Trening rozpoczęło już stu spadochroniarzy z 16 Batalionu Powietrznodesantowego z Krakowa. W Nowej Dębie ćwiczą taktykę i działania ogniowe. – Strzelać będą między innymi z granatników i karabinów. Po kilku tygodniach zmienią ich szturmani z Bielska-Białej, którzy na poligon przywiozą wozy HMMWV – dodaje kpt. Gil.
Zwykle żołnierze z 6 Brygady szkolą się z jednostkami powietrznodesantowymi. – Tym razem jednak, oprócz amerykańskich spadochroniarzy, do Polski przyjechały wojska zmechanizowane. Dla nas to doskonała okazja, by przećwiczyć z nimi zasady współdziałania – dodaje por. Bartosz Miller z 6 Brygady.
Na początek żołnierze poznali uzbrojenie, jakim dysponują sojusznicy. Wspólny trening przeszli także polscy i amerykańscy ratownicy medyczni. – Cieszę się, że spotkaliśmy polskich żołnierzy, którzy tak jak my zajmują się ratowaniem zdrowia i życia kolegów – mówi Brandon Sturgeon z 2 Pułku Kawalerii Strykerów. Mimo że zespoły medyczne z Ameryki i Polski wykonują te same zadania, to korzystają z innego sprzętu i stosują procedury, które nieco się od siebie różnią. Medycy mieli okazję poznać te różnice podczas wspólnego szkolenia z wykorzystaniem pojazdów służących do ewakuacji poszkodowanych: specjalnej wersji KTO Stryker i sanitarki na samochodzie IVECO. – My nie mamy ciężkich pojazdów, takich jak Strykery, ponieważ jesteśmy jednostką powietrznodesantową – podkreśla starszy kapral Krzysztof Domarecki.
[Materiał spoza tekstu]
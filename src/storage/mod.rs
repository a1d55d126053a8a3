pub mod types;
pub mod store;
pub mod gateway;

pub use types::*;
pub use store::*;
pub use gateway::*;
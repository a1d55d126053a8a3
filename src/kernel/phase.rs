use serde::{Deserialize, Serialize};

/// Sleep phase label. Closed set; every match over it is exhaustive.
/// Persisted with the human-readable labels the device logs have always used.
#[derive(Debug, Clone, Copy, PartialEq, Eq, Hash, Serialize, Deserialize)]
pub enum Phase {
    #[serde(rename = "Deep Sleep")]
    DeepSleep,
    #[serde(rename = "Light Sleep")]
    LightSleep,
    #[serde(rename = "Awake")]
    Awake,
}

impl Phase {
    pub const ALL: [Phase; 3] = [Phase::DeepSleep, Phase::LightSleep, Phase::Awake];

    pub fn label(&self) -> &'static str {
        match self {
            Phase::DeepSleep => "Deep Sleep",
            Phase::LightSleep => "Light Sleep",
            Phase::Awake => "Awake",
        }
    }
}

impl std::fmt::Display for Phase {
    fn fmt(&self, f: &mut std::fmt::Formatter<'_>) -> std::fmt::Result {
        f.write_str(self.label())
    }
}

/// Per-phase elapsed time in milliseconds.
/// Integer millis keep the "no time lost or double-counted" sum exact.
#[derive(Debug, Clone, Copy, PartialEq, Eq, Default)]
pub struct PhaseDurations {
    pub deep_ms: u64,
    pub light_ms: u64,
    pub awake_ms: u64,
}

impl PhaseDurations {
    pub fn get(&self, phase: Phase) -> u64 {
        match phase {
            Phase::DeepSleep => self.deep_ms,
            Phase::LightSleep => self.light_ms,
            Phase::Awake => self.awake_ms,
        }
    }

    pub fn add(&mut self, phase: Phase, millis: u64) {
        let slot = match phase {
            Phase::DeepSleep => &mut self.deep_ms,
            Phase::LightSleep => &mut self.light_ms,
            Phase::Awake => &mut self.awake_ms,
        };
        *slot = slot.saturating_add(millis);
    }

    pub fn total_ms(&self) -> u64 {
        self.deep_ms + self.light_ms + self.awake_ms
    }

    pub fn is_zero(&self) -> bool {
        self.total_ms() == 0
    }

    pub fn clear(&mut self) {
        *self = Self::default();
    }
}
pub mod report;
pub mod text;

pub use report::*;
pub use text::*;
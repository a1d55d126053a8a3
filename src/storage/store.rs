use serde_json::Value;
use std::collections::HashMap;
use std::fs;
use std::io::ErrorKind;
use std::path::PathBuf;

use crate::error::{StoreError, StoreResult};

/// Contract of the host's key-value store: whole-value read, overwrite, erase.
/// No partial updates, no transactions.
pub trait KeyValueStore {
    /// `Ok(None)` when the key has never been written (or was erased).
    fn read(&self, key: &str) -> StoreResult<Option<Value>>;
    fn write(&mut self, key: &str, value: &Value) -> StoreResult<()>;
    /// Erasing a missing key is not an error.
    fn erase(&mut self, key: &str) -> StoreResult<()>;
}

/// Volatile store, used by tests and as a stand-in when no directory is configured.
#[derive(Debug, Default, Clone)]
pub struct InMemoryStore {
    entries: HashMap<String, Value>,
}

impl InMemoryStore {
    pub fn new() -> Self {
        Self::default()
    }

    pub fn len(&self) -> usize {
        self.entries.len()
    }

    pub fn is_empty(&self) -> bool {
        self.entries.is_empty()
    }
}

impl KeyValueStore for InMemoryStore {
    fn read(&self, key: &str) -> StoreResult<Option<Value>> {
        Ok(self.entries.get(key).cloned())
    }

    fn write(&mut self, key: &str, value: &Value) -> StoreResult<()> {
        self.entries.insert(key.to_string(), value.clone());
        Ok(())
    }

    fn erase(&mut self, key: &str) -> StoreResult<()> {
        self.entries.remove(key);
        Ok(())
    }
}

/// One JSON file per key: `<dir>/<key>.json`.
pub struct FileStore {
    dir: PathBuf,
}

impl FileStore {
    pub fn new(dir: impl Into<PathBuf>) -> Self {
        Self { dir: dir.into() }
    }

    fn path_for(&self, key: &str) -> PathBuf {
        self.dir.join(format!("{}.json", key))
    }

    fn io_error(key: &str, source: std::io::Error) -> StoreError {
        StoreError::Io { key: key.to_string(), source }
    }
}

impl KeyValueStore for FileStore {
    fn read(&self, key: &str) -> StoreResult<Option<Value>> {
        let content = match fs::read_to_string(self.path_for(key)) {
            Ok(content) => content,
            Err(e) if e.kind() == ErrorKind::NotFound => return Ok(None),
            Err(e) => return Err(Self::io_error(key, e)),
        };
        if content.trim().is_empty() {
            return Ok(None);
        }
        serde_json::from_str(&content)
            .map(Some)
            .map_err(|source| StoreError::Malformed { key: key.to_string(), source })
    }

    fn write(&mut self, key: &str, value: &Value) -> StoreResult<()> {
        fs::create_dir_all(&self.dir).map_err(|e| Self::io_error(key, e))?;
        let json = serde_json::to_string(value)?;
        // Write-then-rename so a crash mid-write leaves the previous value intact.
        let tmp = self.dir.join(format!("{}.json.tmp", key));
        fs::write(&tmp, json).map_err(|e| Self::io_error(key, e))?;
        fs::rename(&tmp, self.path_for(key)).map_err(|e| Self::io_error(key, e))?;
        Ok(())
    }

    fn erase(&mut self, key: &str) -> StoreResult<()> {
        match fs::remove_file(self.path_for(key)) {
            Ok(()) => Ok(()),
            Err(e) if e.kind() == ErrorKind::NotFound => Ok(()),
            Err(e) => Err(Self::io_error(key, e)),
        }
    }
}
Tegoroczne „Airborne Detachment” to kolejne już spotkanie polskich i amerykańskich żołnierzy. W 2014 roku przez osiem miesięcy szkolili się w Polsce spadochroniarze 173 Brygady Powietrznodesantowej. Żołnierze wspólnie się desantowali, ćwiczyli taktykę i trenowali na strzelnicach.